Try it =>
If a line in the entries below includes "MockLLMClient", show that line.

== Provided data ==

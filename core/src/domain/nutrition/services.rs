use tracing::{debug, error};

use crate::domain::{
    common::services::Service,
    food_analysis::ports::LLMClient,
    nutrition::{
        entities::NutritionRecord,
        policies::select_preferred_record,
        ports::{NutritionRepository, NutritionService},
        value_objects::FoodNameQuery,
    },
};

impl<NR, LLM> NutritionService for Service<NR, LLM>
where
    NR: NutritionRepository,
    LLM: LLMClient,
{
    async fn search_food_records(&self, food_name: String) -> Vec<NutritionRecord> {
        let query = FoodNameQuery::new(&food_name);

        match self.nutrition_repository.find_by_name(query).await {
            Ok(records) => {
                debug!("{} nutrition records match {:?}", records.len(), food_name);
                records
            }
            Err(e) => {
                error!("Nutrition lookup for {:?} failed: {}", food_name, e);
                Vec::new()
            }
        }
    }

    async fn find_food_info(&self, food_names: Vec<String>) -> Option<NutritionRecord> {
        // An empty match list ends the whole lookup; later names are not tried.
        let food_name = food_names.into_iter().next()?;
        let records = self.search_food_records(food_name).await;

        select_preferred_record(records)
    }
}

#[cfg(test)]
mod tests {
    use std::collections::HashMap;

    use super::*;
    use crate::domain::{
        common::entities::app_errors::CoreError, food_analysis::ports::MockLLMClient,
    };

    #[derive(Clone, Default)]
    struct FakeNutritionRepository {
        records: HashMap<String, Vec<NutritionRecord>>,
        fail: bool,
    }

    impl NutritionRepository for FakeNutritionRepository {
        async fn find_by_name(
            &self,
            query: FoodNameQuery,
        ) -> Result<Vec<NutritionRecord>, CoreError> {
            if self.fail {
                return Err(CoreError::StorageError("database is locked".to_string()));
            }
            Ok(self.records.get(query.as_str()).cloned().unwrap_or_default())
        }
    }

    /// Lookups never reach the model; the mock has no expectations and
    /// panics if called.
    fn service(
        repository: FakeNutritionRepository,
    ) -> Service<FakeNutritionRepository, MockLLMClient> {
        Service::new(repository, MockLLMClient::new())
    }

    fn repository() -> FakeNutritionRepository {
        let mut records = HashMap::new();
        records.insert(
            "김치찌개".to_string(),
            vec![
                NutritionRecord::new("김치찌개", "가정식"),
                NutritionRecord::new("참치 김치찌개", "외식 음식"),
            ],
        );
        records.insert(
            "달걀찜".to_string(),
            vec![NutritionRecord::new("달걀찜", "가정식")],
        );
        FakeNutritionRepository {
            records,
            fail: false,
        }
    }

    #[tokio::test]
    async fn test_find_food_info_prefers_dine_out() {
        let found = service(repository())
            .find_food_info(vec!["김치 찌개".to_string()])
            .await
            .unwrap();

        assert_eq!(found.food_name, "참치 김치찌개");
    }

    #[tokio::test]
    async fn test_find_food_info_uses_first_candidate() {
        let found = service(repository())
            .find_food_info(vec!["달걀찜".to_string(), "김치찌개".to_string()])
            .await
            .unwrap();

        assert_eq!(found.food_name, "달걀찜");
    }

    #[tokio::test]
    async fn test_find_food_info_stops_at_first_empty_candidate() {
        let found = service(repository())
            .find_food_info(vec!["계란찜".to_string(), "달걀찜".to_string()])
            .await;

        assert_eq!(found, None);
    }

    #[tokio::test]
    async fn test_find_food_info_without_candidates() {
        assert_eq!(service(repository()).find_food_info(vec![]).await, None);
    }

    #[tokio::test]
    async fn test_storage_failure_reads_as_not_found() {
        let failing = FakeNutritionRepository {
            fail: true,
            ..repository()
        };

        let service = service(failing);
        assert!(
            service
                .search_food_records("김치찌개".to_string())
                .await
                .is_empty()
        );
        assert_eq!(
            service.find_food_info(vec!["김치찌개".to_string()]).await,
            None
        );
    }
}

===

Answer =>
        common::entities::app_errors::CoreError, food_analysis::ports::MockLLMClient,
    ) -> Service<FakeNutritionRepository, MockLLMClient> {
        Service::new(repository, MockLLMClient::new())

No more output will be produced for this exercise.